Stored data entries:
>>>
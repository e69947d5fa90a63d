use clap::Parser;
use std::time::Duration;

use crate::config::{DEFAULT_CHUNK_SIZE, DEFAULT_MAX_ATTEMPTS, FetchConfig};

#[derive(Parser, Debug)]
#[command(name = "fwpluck")]
#[command(version)]
#[command(about = "Extract single files from remote firmware archives using HTTP Range requests", long_about = None)]
#[command(after_help = "Examples:\n  \
  fwpluck -l https://example.com/fw.ipsw                       list files in a remote archive\n  \
  fwpluck https://example.com/fw.ipsw BuildManifest.plist      extract one file\n  \
  fwpluck -o - https://example.com/fw.ipsw Restore.plist | less   send a file to stdout\n  \
  fwpluck --kbag https://example.com/fw.ipsw Firmware/dfu/iBSS.img3   print the key bag")]
pub struct Cli {
    /// Archive URL or local path
    #[arg(value_name = "SOURCE")]
    pub source: String,

    /// Entry to extract
    #[arg(value_name = "ENTRY", required_unless_present = "list")]
    pub entry: Option<String>,

    /// List entries and exit
    #[arg(short = 'l', long)]
    pub list: bool,

    /// Output path ("-" for stdout; default: entry base name)
    #[arg(short = 'o', long, value_name = "PATH")]
    pub output: Option<String>,

    /// Extract into this directory
    #[arg(short = 'd', long = "dir", value_name = "DIR")]
    pub extract_dir: Option<String>,

    /// Scan the extracted entry for a key bag and print IV+key as hex
    #[arg(long)]
    pub kbag: bool,

    /// Total attempts at opening the archive
    #[arg(long, env = "FWPLUCK_ATTEMPTS", default_value_t = DEFAULT_MAX_ATTEMPTS)]
    pub attempts: u32,

    /// Per-request timeout in seconds
    #[arg(long, env = "FWPLUCK_TIMEOUT", default_value_t = 30)]
    pub timeout: u64,

    /// Bytes fetched per range request while extracting
    #[arg(long, env = "FWPLUCK_CHUNK_SIZE", default_value_t = DEFAULT_CHUNK_SIZE)]
    pub chunk_size: u64,

    /// User-Agent header sent with every request
    #[arg(long, env = "FWPLUCK_USER_AGENT")]
    pub user_agent: Option<String>,

    /// More log output (-vv for trace)
    #[arg(short = 'v', action = clap::ArgAction::Count)]
    pub verbose: u8,

    /// Quiet mode (-qq => quieter)
    #[arg(short = 'q', action = clap::ArgAction::Count)]
    pub quiet: u8,
}

impl Cli {
    pub fn is_http_url(&self) -> bool {
        self.source.starts_with("http://") || self.source.starts_with("https://")
    }

    pub fn is_pipe(&self) -> bool {
        self.output.as_deref() == Some("-")
    }

    pub fn is_quiet(&self) -> bool {
        self.quiet > 0 || self.is_pipe()
    }

    /// Default log filter directive for the requested verbosity.
    pub fn log_level(&self) -> &'static str {
        match (self.verbose, self.quiet) {
            (0, 0) if self.is_pipe() => "warn",
            (0, 0) => "info",
            (1, _) => "debug",
            (v, _) if v > 1 => "trace",
            (_, 1) => "warn",
            _ => "error",
        }
    }

    pub fn fetch_config(&self) -> FetchConfig {
        let mut config = FetchConfig {
            timeout: Duration::from_secs(self.timeout),
            max_attempts: self.attempts,
            chunk_size: self.chunk_size,
            ..FetchConfig::default()
        };
        if let Some(ua) = &self.user_agent {
            config.user_agent = ua.clone();
        }
        config
    }
}
use std::io::Write;
use std::path::Path;

use crc32fast::Hasher;
use flate2::write::DeflateDecoder;
use tokio::fs;
use tokio::io::{AsyncWrite, AsyncWriteExt};
use tracing::debug;

use crate::config::DEFAULT_CHUNK_SIZE;
use crate::error::{Error, Result};
use crate::io::ReadAt;

use super::archive::Archive;
use super::structures::{CompressionMethod, EntryDescriptor};

/// Streams archive members out to a sink.
///
/// Stored bytes are fetched `chunk_size` at a time; deflated entries are
/// inflated chunk by chunk, so memory use does not grow with the entry.
/// Nothing is retried here: the archive was already validated when it was
/// opened, and a failed read now is a dropped connection. The output is
/// checked against the directory's CRC-32 and size once the copy ends.
#[derive(Debug, Clone)]
pub struct EntryExtractor {
    chunk_size: u64,
}

impl Default for EntryExtractor {
    fn default() -> Self {
        Self::new(DEFAULT_CHUNK_SIZE)
    }
}

impl EntryExtractor {
    pub fn new(chunk_size: u64) -> Self {
        Self {
            chunk_size: chunk_size.max(1),
        }
    }

    /// Stream the member called `name` into `sink`, returning the number of
    /// decompressed bytes written.
    pub async fn extract<R, W>(&self, archive: &Archive<R>, name: &str, sink: &mut W) -> Result<u64>
    where
        R: ReadAt,
        W: AsyncWrite + Unpin + ?Sized,
    {
        let entry = archive.entry(name).ok_or_else(|| Error::EntryNotFound {
            name: name.to_string(),
        })?;
        self.extract_entry(archive, entry, sink).await
    }

    pub async fn extract_entry<R, W>(
        &self,
        archive: &Archive<R>,
        entry: &EntryDescriptor,
        sink: &mut W,
    ) -> Result<u64>
    where
        R: ReadAt,
        W: AsyncWrite + Unpin + ?Sized,
    {
        let mut inflater = match entry.compression_method {
            CompressionMethod::Stored => None,
            CompressionMethod::Deflate => Some(DeflateDecoder::new(Vec::new())),
            CompressionMethod::Unknown(method) => {
                return Err(Error::UnsupportedCompression(method));
            }
        };

        let parser = archive.parser();
        let data_offset = parser
            .get_data_offset(entry)
            .await
            .map_err(Error::into_transport)?;
        debug!(
            name = %entry.name,
            data_offset,
            compressed = entry.compressed_size,
            uncompressed = entry.uncompressed_size,
            "extracting entry"
        );

        let mut consumed = 0u64;
        let mut written = 0u64;
        let mut hasher = Hasher::new();

        while consumed < entry.compressed_size {
            let want = (entry.compressed_size - consumed).min(self.chunk_size);
            let chunk = parser
                .reader()
                .read_at(data_offset + consumed, want)
                .await
                .map_err(Error::into_transport)?;
            consumed += chunk.len() as u64;

            match inflater.as_mut() {
                None => {
                    hasher.update(&chunk);
                    sink.write_all(&chunk).await?;
                    written += chunk.len() as u64;
                }
                Some(decoder) => {
                    decoder
                        .write_all(&chunk)
                        .map_err(|e| corrupt_stream(entry, e))?;
                    written += drain(decoder, &mut hasher, sink).await?;
                }
            }
        }

        if let Some(mut decoder) = inflater {
            decoder.try_finish().map_err(|e| corrupt_stream(entry, e))?;
            written += drain(&mut decoder, &mut hasher, sink).await?;
        }

        sink.flush().await?;
        verify(entry, written, hasher.finalize())?;
        Ok(written)
    }

    /// Extract the member called `name` into memory.
    pub async fn extract_to_vec<R: ReadAt>(&self, archive: &Archive<R>, name: &str) -> Result<Vec<u8>> {
        let capacity = archive
            .entry(name)
            .map_or(0, |e| e.uncompressed_size.min(self.chunk_size) as usize);
        let mut buf = Vec::with_capacity(capacity);
        self.extract(archive, name, &mut buf).await?;
        Ok(buf)
    }

    /// Extract the member called `name` to `output_path`, creating parent
    /// directories as needed.
    pub async fn extract_to_file<R: ReadAt>(
        &self,
        archive: &Archive<R>,
        name: &str,
        output_path: &Path,
    ) -> Result<u64> {
        // Look the entry up first so a missing member never leaves an empty file behind.
        let entry = archive.entry(name).ok_or_else(|| Error::EntryNotFound {
            name: name.to_string(),
        })?;

        if let Some(parent) = output_path.parent() {
            if !parent.as_os_str().is_empty() {
                fs::create_dir_all(parent).await?;
            }
        }

        let mut file = fs::File::create(output_path).await?;
        self.extract_entry(archive, entry, &mut file).await
    }
}

/// Move whatever the inflater has produced so far into the sink.
async fn drain<W>(
    decoder: &mut DeflateDecoder<Vec<u8>>,
    hasher: &mut Hasher,
    sink: &mut W,
) -> Result<u64>
where
    W: AsyncWrite + Unpin + ?Sized,
{
    let out = decoder.get_mut();
    if out.is_empty() {
        return Ok(0);
    }
    hasher.update(out);
    sink.write_all(out).await?;
    let n = out.len() as u64;
    out.clear();
    Ok(n)
}

/// A truncated stream inflates to fewer bytes than recorded; a flipped
/// byte shows up in the checksum.
fn verify(entry: &EntryDescriptor, written: u64, crc: u32) -> Result<()> {
    if written != entry.uncompressed_size {
        return Err(Error::format(format!(
            "'{}' inflated to {} bytes, directory says {}",
            entry.name, written, entry.uncompressed_size
        )));
    }
    if crc != entry.crc32 {
        return Err(Error::format(format!(
            "checksum mismatch in '{}': {:08x}, directory says {:08x}",
            entry.name, crc, entry.crc32
        )));
    }
    Ok(())
}

fn corrupt_stream(entry: &EntryDescriptor, err: std::io::Error) -> Error {
    Error::format(format!("corrupt deflate stream in '{}': {}", entry.name, err))
}
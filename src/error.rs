//! Error taxonomy shared by every layer of the crate.
//!
//! Each failure class is its own variant so callers can branch on the kind
//! of failure without inspecting messages:
//!
//! | Variant | Meaning | Retried by [`ArchiveOpener`](crate::zip::ArchiveOpener) |
//! |---------|---------|---------|
//! | [`Error::Transport`] | network failure or cancellation | no |
//! | [`Error::Protocol`] | server cannot serve byte ranges | no |
//! | [`Error::Range`] | read starts outside the resource | no |
//! | [`Error::ShortRead`] | server returned fewer bytes than asked | yes |
//! | [`Error::Format`] | archive structure failed validation | yes |
//! | [`Error::ArchiveCorrupt`] | every open attempt hit a format failure | - |
//! | [`Error::EntryNotFound`] | no member with the requested name | - |
//! | [`Error::TagNotFound`] / [`Error::TruncatedRecord`] | tag scan failed | - |

use thiserror::Error;

use crate::tag::ElementType;

/// Result alias used throughout the library.
pub type Result<T, E = Error> = std::result::Result<T, E>;

#[derive(Debug, Error)]
pub enum Error {
    #[error("transport error: {0}")]
    Transport(#[from] TransportError),

    #[error("protocol error: {0}")]
    Protocol(String),

    #[error("range starting at offset {offset} is outside the resource (length {length})")]
    Range { offset: u64, length: u64 },

    #[error("short read at offset {offset}: expected {expected} bytes, received {received}")]
    ShortRead {
        offset: u64,
        expected: u64,
        received: u64,
    },

    #[error("invalid archive: {0}")]
    Format(String),

    #[error("archive still corrupt after {attempts} attempt(s): {source}")]
    ArchiveCorrupt {
        attempts: u32,
        #[source]
        source: Box<Error>,
    },

    #[error("entry '{name}' not found in archive")]
    EntryNotFound { name: String },

    #[error("unsupported compression method: {0}")]
    UnsupportedCompression(u16),

    #[error("element {signature} not found")]
    TagNotFound { signature: ElementType },

    #[error(
        "element at offset {offset} is truncated: need {expected} bytes, only {available} remain"
    )]
    TruncatedRecord {
        offset: u64,
        expected: usize,
        available: usize,
    },

    #[error("I/O error: {0}")]
    Io(#[from] std::io::Error),
}

/// Failures of the byte transport itself.
#[derive(Debug, Error)]
pub enum TransportError {
    #[error("request failed: {0}")]
    Http(#[from] reqwest::Error),

    #[error("HTTP request failed with status: {0}")]
    Status(u16),

    #[error("read failed: {0}")]
    Io(#[source] std::io::Error),

    #[error("operation cancelled")]
    Cancelled,

    #[error("stream interrupted at offset {offset}: expected {expected} bytes, received {received}")]
    Interrupted {
        offset: u64,
        expected: u64,
        received: u64,
    },
}

impl Error {
    pub(crate) fn format(msg: impl Into<String>) -> Self {
        Error::Format(msg.into())
    }

    /// Whether the failure may come from a truncated or garbled network read
    /// rather than from the resource itself.
    pub fn is_transient(&self) -> bool {
        matches!(self, Error::Format(_) | Error::ShortRead { .. })
    }

    pub fn is_cancelled(&self) -> bool {
        matches!(self, Error::Transport(TransportError::Cancelled))
    }

    /// Re-classify a failed read that happened while streaming an entry.
    ///
    /// Once an archive has been indexed, a short read during the copy is a
    /// dropped connection, not a format problem.
    pub(crate) fn into_transport(self) -> Self {
        match self {
            Error::ShortRead {
                offset,
                expected,
                received,
            } => TransportError::Interrupted {
                offset,
                expected,
                received,
            }
            .into(),
            other => other,
        }
    }
}

impl From<reqwest::Error> for Error {
    fn from(err: reqwest::Error) -> Self {
        Error::Transport(TransportError::Http(err))
    }
}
<<<
Among the lines of the preceding data, which ones hold the word "usize"? List them.

# Exercise answer:
            .map_or(0, |e| e.uncompressed_size.min(self.chunk_size) as usize);
        expected: usize,
        available: usize,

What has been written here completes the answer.